Sometimes the songs that we hear are just songs of our own.
  • Wake now, discover that you are the song that the morning brings.
Kris Nyrop has saved more lives than most everyone I've ever met. He helped found Street Outreach Services, which ran multiple needle exchanges in the city during the height of the AIDS epidemic, and which operated a drop-in center for drug addicted and homeless clients in downtown Seattle for over a decade.

After obtaining a master's degree from the UW in 1986, Nyrop found himself working on a research project studying AIDS and injection drug users. "HIV/AIDS prevention and all the work that followed from it was not a career path that I consciously chose. I stumbled into it, and it has always been much more than a career path," he told Whitman College last year when he was awarded the school's Alumnus of Merit Award.

Nyrop now works at the Defender Association, one of three public defense organizations in the city, where he heads the Law Enforcement Assisted Diversion project, which diverts low level drug and prostitution arrestees into treatment and service programs. It is a project unparalleled in the nation, with nearly universal support from police, prosecutors, politicians and other policy makers. He was co-author of a bellwether 2006 report on racial disparity in Seattle drug arrests.

On top of all that, Kris Nyrop hosted the Grateful Dead shows on KBCS 91.3 FM for over twenty years—a gig he retired from recently. Sunday nights from 7-10 p.m. Kris coupled the Grateful Dead Hour from KPFA in Berkeley with Backtracks, a locally-curated Dead show.

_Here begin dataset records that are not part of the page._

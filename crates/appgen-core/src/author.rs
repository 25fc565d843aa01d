//! Author field normalization
//!
//! A manifest's `author` field may be a structured record, a free-form string
//! following the `Name <email> (url)` convention, or absent entirely. Parsing
//! is best-effort: malformed strings degrade to partial fields, never errors.

use serde_json::Value;

/// Normalized author information derived from the destination manifest
#[derive(Debug, Clone, Default, PartialEq, Eq)]
pub struct AuthorInfo {
    pub name: Option<String>,
    pub email: Option<String>,
    pub url: Option<String>,
}

impl AuthorInfo {
    /// Derive author info from a manifest's `author` field.
    ///
    /// Structured records have their `name`/`email`/`url` sub-fields copied
    /// directly; strings go through [`parse_author_string`]; anything else
    /// yields an entirely absent author.
    pub fn from_manifest_field(field: Option<&Value>) -> Self {
        match field {
            Some(Value::Object(record)) => Self {
                name: string_field(record, "name"),
                email: string_field(record, "email"),
                url: string_field(record, "url"),
            },
            Some(Value::String(raw)) => parse_author_string(raw),
            _ => Self::default(),
        }
    }

    /// Author record for a generated manifest: name and email only, present
    /// only when at least one of them is known.
    pub fn manifest_value(&self) -> Option<Value> {
        let mut record = serde_json::Map::new();
        if let Some(name) = &self.name {
            record.insert("name".to_string(), Value::String(name.clone()));
        }
        if let Some(email) = &self.email {
            record.insert("email".to_string(), Value::String(email.clone()));
        }
        (!record.is_empty()).then(|| Value::Object(record))
    }
}

fn string_field(record: &serde_json::Map<String, Value>, key: &str) -> Option<String> {
    record.get(key).and_then(Value::as_str).map(str::to_string)
}

/// Parse the `Name <email> (url)` convention.
///
/// The email and url segments are optional and independently detectable by
/// their delimiters; whatever precedes the first delimiter, trimmed, is the
/// name.
pub fn parse_author_string(input: &str) -> AuthorInfo {
    let name_end = input.find(['<', '(']).unwrap_or(input.len());
    let name = input[..name_end].trim();

    AuthorInfo {
        name: (!name.is_empty()).then(|| name.to_string()),
        email: delimited(input, '<', '>'),
        url: delimited(input, '(', ')'),
    }
}

fn delimited(input: &str, open: char, close: char) -> Option<String> {
    let start = input.find(open)? + open.len_utf8();
    let end = input[start..].find(close)? + start;
    let value = input[start..end].trim();
    (!value.is_empty()).then(|| value.to_string())
}
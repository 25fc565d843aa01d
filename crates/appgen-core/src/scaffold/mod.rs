//! Template selection and scaffold writing
//!
//! This module provides:
//! - The artifact-kind to generation-plan mapping
//! - Tree copying and single-file placeholder rendering
//! - Resolution of the shipped template root

pub mod plan;
pub mod writer;

pub use plan::{plan_for, ArtifactKind, GenerationPlan, GenerationRequest};
pub use writer::{copy_tree, render_file, Overwrite, ScaffoldError};

use std::path::PathBuf;

use anyhow::Result;

/// Environment variable name for overriding the template root
pub const TEMPLATE_DIR_ENV: &str = "APPGEN_TEMPLATE_DIR";

/// Locate the shipped template root.
///
/// Resolution order: an explicit path (CLI flag), the `APPGEN_TEMPLATE_DIR`
/// environment variable, a `templates/` directory next to the running
/// executable, then `templates/` under the current directory.
pub fn resolve_template_root(explicit: Option<PathBuf>) -> Result<PathBuf> {
    if let Some(path) = explicit {
        if path.is_dir() {
            return Ok(path);
        }
        anyhow::bail!("Template directory not found: {}", path.display());
    }

    if let Ok(path) = std::env::var(TEMPLATE_DIR_ENV) {
        let path = PathBuf::from(path);
        if path.is_dir() {
            return Ok(path);
        }
        anyhow::bail!(
            "{} points at a missing directory: {}",
            TEMPLATE_DIR_ENV,
            path.display()
        );
    }

    let mut tried = Vec::new();

    if let Ok(exe) = std::env::current_exe() {
        if let Some(dir) = exe.parent() {
            let candidate = dir.join("templates");
            if candidate.is_dir() {
                return Ok(candidate);
            }
            tried.push(candidate);
        }
    }

    let cwd = std::env::current_dir().unwrap_or_else(|_| PathBuf::from("."));
    let candidate = cwd.join("templates");
    if candidate.is_dir() {
        return Ok(candidate);
    }
    tried.push(candidate);

    anyhow::bail!(
        "No template directory found (tried: {})",
        tried
            .iter()
            .map(|p| p.display().to_string())
            .collect::<Vec<_>>()
            .join(", ")
    )
}
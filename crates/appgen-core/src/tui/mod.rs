//! cliclack-based interactive generation flow

pub mod prompts;

pub use prompts::{run, CreateArgs};
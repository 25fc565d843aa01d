//! Mapping a generation request to a concrete plan

use std::collections::HashMap;
use std::fmt;
use std::path::PathBuf;
use std::str::FromStr;

/// Artifact categories the generator can produce
#[derive(Debug, Clone, Copy, PartialEq, Eq, Hash)]
pub enum ArtifactKind {
    App,
    Screen,
    ReduxModule,
    PulumiStack,
}

impl ArtifactKind {
    pub const ALL: [ArtifactKind; 4] = [
        ArtifactKind::App,
        ArtifactKind::Screen,
        ArtifactKind::ReduxModule,
        ArtifactKind::PulumiStack,
    ];

    pub fn display_name(&self) -> &'static str {
        match self {
            ArtifactKind::App => "app",
            ArtifactKind::Screen => "screen",
            ArtifactKind::ReduxModule => "redux-module",
            ArtifactKind::PulumiStack => "pulumi",
        }
    }

    pub fn description(&self) -> &'static str {
        match self {
            ArtifactKind::App => "Full application skeleton",
            ArtifactKind::Screen => "UI screen component",
            ArtifactKind::ReduxModule => "Redux state module",
            ArtifactKind::PulumiStack => "Pulumi infrastructure stack",
        }
    }
}

impl fmt::Display for ArtifactKind {
    fn fmt(&self, f: &mut fmt::Formatter<'_>) -> fmt::Result {
        write!(f, "{}", self.display_name())
    }
}

impl FromStr for ArtifactKind {
    type Err = String;

    fn from_str(s: &str) -> Result<Self, Self::Err> {
        match s.to_lowercase().as_str() {
            "app" => Ok(ArtifactKind::App),
            "screen" => Ok(ArtifactKind::Screen),
            "redux-module" | "redux" | "module" => Ok(ArtifactKind::ReduxModule),
            "pulumi" | "pulumi-stack" | "stack" => Ok(ArtifactKind::PulumiStack),
            other => Err(format!(
                "unknown artifact type '{other}' (expected app, screen, redux-module, or pulumi)"
            )),
        }
    }
}

/// A captured user request. The name is collected non-empty at the prompt and
/// the request is consumed by exactly one write.
#[derive(Debug, Clone, PartialEq, Eq)]
pub struct GenerationRequest {
    pub kind: ArtifactKind,
    pub name: String,
}

/// Template names under the template root
pub const APP_TEMPLATE: &str = "react-app";
pub const PULUMI_TEMPLATE: &str = "pulumi";
pub const SCREEN_TEMPLATE: &str = "component.js";
pub const MODULE_TEMPLATE: &str = "module.js";

/// How a request turns into files on disk
#[derive(Debug, Clone, PartialEq)]
pub enum GenerationPlan {
    /// Copy a template tree over the project root, then merge the manifest
    CopyTree {
        template: &'static str,
        merge_manifest: bool,
    },
    /// Render one template file with placeholder substitution
    RenderFile {
        template: &'static str,
        dest: PathBuf,
        placeholders: HashMap<String, String>,
    },
}

/// Map an artifact kind to its generation plan.
///
/// Screens keep the name as authored in both path and content; redux modules
/// lowercase the destination filename but substitute the name as authored.
pub fn plan_for(request: &GenerationRequest) -> GenerationPlan {
    match request.kind {
        ArtifactKind::App => GenerationPlan::CopyTree {
            template: APP_TEMPLATE,
            merge_manifest: true,
        },
        ArtifactKind::PulumiStack => GenerationPlan::CopyTree {
            template: PULUMI_TEMPLATE,
            merge_manifest: true,
        },
        ArtifactKind::Screen => GenerationPlan::RenderFile {
            template: SCREEN_TEMPLATE,
            dest: PathBuf::from("components").join(format!("{}.js", request.name)),
            placeholders: name_placeholders(&request.name),
        },
        ArtifactKind::ReduxModule => GenerationPlan::RenderFile {
            template: MODULE_TEMPLATE,
            dest: PathBuf::from("modules").join(format!("{}.js", request.name.to_lowercase())),
            placeholders: name_placeholders(&request.name),
        },
    }
}

fn name_placeholders(name: &str) -> HashMap<String, String> {
    HashMap::from([("name".to_string(), name.to_string())])
}
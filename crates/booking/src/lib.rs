//! Booking Domain Library
//!
//! Core domain types and interfaces for the booking backend.
//!
//! # Architecture
//!
//! This crate follows Clean Architecture / Hexagonal Architecture principles:
//!
//! - **Domain Layer** (`domain/`): Pure business entities and logic
//!   - `entities/`: Core domain models (User, Ticket)
//!   - `value_objects/`: Immutable value types (TicketCategory, PageRequest)
//!   - `services/`: Domain services (TicketConverter)
//!   - `xml/`: XML document shapes consumed by the preload path
//!   - `errors/`: Domain-specific error types
//!
//! - **Ports** (`ports/`): Abstract interfaces (traits)
//!   - `repositories/`: Data access interfaces
//!   - `services/`: External service interfaces
//!
//! # Usage
//!
//! ```rust,ignore
//! use booking::domain::{Ticket, User};
//! use booking::ports::{UserRepository, XmlService};
//! ```

pub mod domain;
pub mod ports;

// Re-export commonly used types
pub use domain::{
    DomainError, PageRequest, Ticket, TicketCategory, TicketConverter, TicketXml, TicketsXml,
    User,
};
pub use ports::{TicketRepository, UserRepository, XmlService};

#[cfg(any(test, feature = "mocks"))]
pub use ports::{MockTicketRepository, MockUserRepository, MockXmlService};
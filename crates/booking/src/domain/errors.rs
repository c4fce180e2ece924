//! Domain Errors
//!
//! Error types for domain operations.

use std::fmt::Display;

use thiserror::Error;

/// Domain layer errors
#[derive(Debug, Error)]
pub enum DomainError {
    #[error("Entity not found: {entity_type} with {key}")]
    NotFound { entity_type: String, key: String },

    #[error("Validation error: {0}")]
    Validation(String),

    #[error("Conflict: {0}")]
    Conflict(String),

    #[error("Repository error: {0}")]
    Repository(String),

    #[error("XML error: {0}")]
    Xml(String),
}

impl DomainError {
    /// Entity absent for the given id
    pub fn not_found<T: AsRef<str>>(entity_type: T, id: i64) -> Self {
        Self::not_found_by(entity_type, "id", id)
    }

    /// Entity absent for an arbitrary lookup key, e.g. `not_found_by("User", "email", email)`
    pub fn not_found_by<T: AsRef<str>, V: Display>(entity_type: T, field: &str, value: V) -> Self {
        Self::NotFound {
            entity_type: entity_type.as_ref().to_string(),
            key: format!("{} {}", field, value),
        }
    }

    pub fn is_not_found(&self) -> bool {
        matches!(self, Self::NotFound { .. })
    }

    pub fn is_validation(&self) -> bool {
        matches!(self, Self::Validation(_))
    }
}
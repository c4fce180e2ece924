//! XML Service Port
//!
//! Abstract interface for reading XML resources into typed documents.

use serde::de::DeserializeOwned;

use crate::domain::errors::DomainError;

/// Service interface for unmarshalling named XML resources
#[cfg_attr(any(test, feature = "mocks"), mockall::automock)]
pub trait XmlService: Send + Sync {
    /// Read the resource called `resource_name` and deserialize it as `T`
    fn unmarshal<T: DeserializeOwned + 'static>(&self, resource_name: &str)
        -> Result<T, DomainError>;
}
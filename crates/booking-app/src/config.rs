//! Application configuration
//!
//! Read from the process environment (optionally seeded from `.env`).

use std::path::PathBuf;

use thiserror::Error;

pub const RESOURCE_DIR_VAR: &str = "BOOKING_RESOURCE_DIR";
pub const TICKETS_RESOURCE_VAR: &str = "BOOKING_TICKETS_RESOURCE";
pub const PRELOAD_TICKETS_VAR: &str = "BOOKING_PRELOAD_TICKETS";

const DEFAULT_RESOURCE_DIR: &str = concat!(env!("CARGO_MANIFEST_DIR"), "/resources");
const DEFAULT_TICKETS_RESOURCE: &str = "tickets.xml";

/// Configuration errors
#[derive(Debug, Error, PartialEq, Eq)]
pub enum ConfigError {
    #[error("{var} must be a boolean, got {value:?}")]
    InvalidBool { var: &'static str, value: String },
}

/// Application configuration
#[derive(Debug, Clone, PartialEq, Eq)]
pub struct AppConfig {
    /// Directory XML resources are resolved against
    pub resource_dir: PathBuf,
    /// Resource name of the ticket preload document
    pub tickets_resource: String,
    /// Whether to preload tickets at start-up
    pub preload_tickets: bool,
}

impl AppConfig {
    pub fn new(resource_dir: impl Into<PathBuf>) -> Self {
        Self {
            resource_dir: resource_dir.into(),
            ..Self::default()
        }
    }

    /// Set the ticket resource name
    pub fn with_tickets_resource(mut self, name: impl Into<String>) -> Self {
        self.tickets_resource = name.into();
        self
    }

    /// Enable or disable the start-up preload
    pub fn with_preload_tickets(mut self, enable: bool) -> Self {
        self.preload_tickets = enable;
        self
    }

    /// Read configuration from environment variables
    pub fn from_env() -> Result<Self, ConfigError> {
        Self::from_lookup(|var| std::env::var(var).ok())
    }

    /// Read configuration through an arbitrary variable lookup
    pub fn from_lookup<F>(lookup: F) -> Result<Self, ConfigError>
    where
        F: Fn(&str) -> Option<String>,
    {
        let mut config = Self::default();

        if let Some(dir) = lookup(RESOURCE_DIR_VAR) {
            config.resource_dir = PathBuf::from(dir);
        }
        if let Some(name) = lookup(TICKETS_RESOURCE_VAR) {
            config.tickets_resource = name;
        }
        if let Some(value) = lookup(PRELOAD_TICKETS_VAR) {
            config.preload_tickets = parse_bool(PRELOAD_TICKETS_VAR, &value)?;
        }

        Ok(config)
    }
}

impl Default for AppConfig {
    fn default() -> Self {
        Self {
            resource_dir: PathBuf::from(DEFAULT_RESOURCE_DIR),
            tickets_resource: DEFAULT_TICKETS_RESOURCE.to_string(),
            preload_tickets: true,
        }
    }
}

fn parse_bool(var: &'static str, value: &str) -> Result<bool, ConfigError> {
    match value.trim().to_lowercase().as_str() {
        "1" | "true" | "yes" | "on" => Ok(true),
        "0" | "false" | "no" | "off" => Ok(false),
        _ => Err(ConfigError::InvalidBool {
            var,
            value: value.to_string(),
        }),
    }
}

#[cfg(test)]
mod tests {
    use super::*;
    use std::collections::HashMap;

    fn lookup(vars: &[(&str, &str)]) -> impl Fn(&str) -> Option<String> {
        let map: HashMap<String, String> = vars
            .iter()
            .map(|(k, v)| (k.to_string(), v.to_string()))
            .collect();
        move |var: &str| map.get(var).cloned()
    }

    #[test]
    fn test_defaults_when_unset() {
        let config = AppConfig::from_lookup(lookup(&[])).unwrap();
        assert_eq!(config, AppConfig::default());
        assert_eq!(config.tickets_resource, "tickets.xml");
        assert!(config.preload_tickets);
    }

    #[test]
    fn test_default_resource_dir_holds_ticket_document() {
        let config = AppConfig::default();
        assert!(config.resource_dir.join(&config.tickets_resource).is_file());
    }

    #[test]
    fn test_reads_overrides() {
        let config = AppConfig::from_lookup(lookup(&[
            (RESOURCE_DIR_VAR, "/srv/booking"),
            (TICKETS_RESOURCE_VAR, "seed.xml"),
            (PRELOAD_TICKETS_VAR, "off"),
        ]))
        .unwrap();

        assert_eq!(
            config,
            AppConfig::new("/srv/booking")
                .with_tickets_resource("seed.xml")
                .with_preload_tickets(false)
        );
    }

    #[test]
    fn test_invalid_bool_is_rejected() {
        let err = AppConfig::from_lookup(lookup(&[(PRELOAD_TICKETS_VAR, "maybe")])).unwrap_err();
        assert_eq!(
            err,
            ConfigError::InvalidBool {
                var: PRELOAD_TICKETS_VAR,
                value: "maybe".to_string(),
            }
        );
    }
}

Believe it or not, the Grateful Dead are still quite popular, and rumor has it the Backtracks program is one of the top pledge drive fundraisers over at KBCS. Heck, I know pot growers still who trim mostly to Jerry Garcia music. One funny thing about the Grateful Dead disc jockey job is that, from a listener's perspective, it requires minimal in-studio effort, assuming the CD doesn't skip. Forty minutes into the show, Kris might pull down the levels and say, "well that goes into 20 minutes of drums followed by Dark Star and we just don't have time for that tonight."

This Sunday night, the Royal Room in Columbia City hosts a tribute concert to celebrate Nyrop's time drivin' that train. Jim Page, Kuli Loach, and the Golden Road featuring Andy Coe will cover all your favorite sing-along Dead songs—Scarlet Begonias, Truckin', Shakedown Street—and reminiscing revelers, freaky flashbackers, and Deadhead devotees will dance the night away in honor of local hero and all-around amazing human being Kris Nyrop.

The Grateful Dead Night tribute show starts Sunday at 8 p.m. and admission is free. The Royal Room is located at 5000 Rainier Ave S. in Seattle.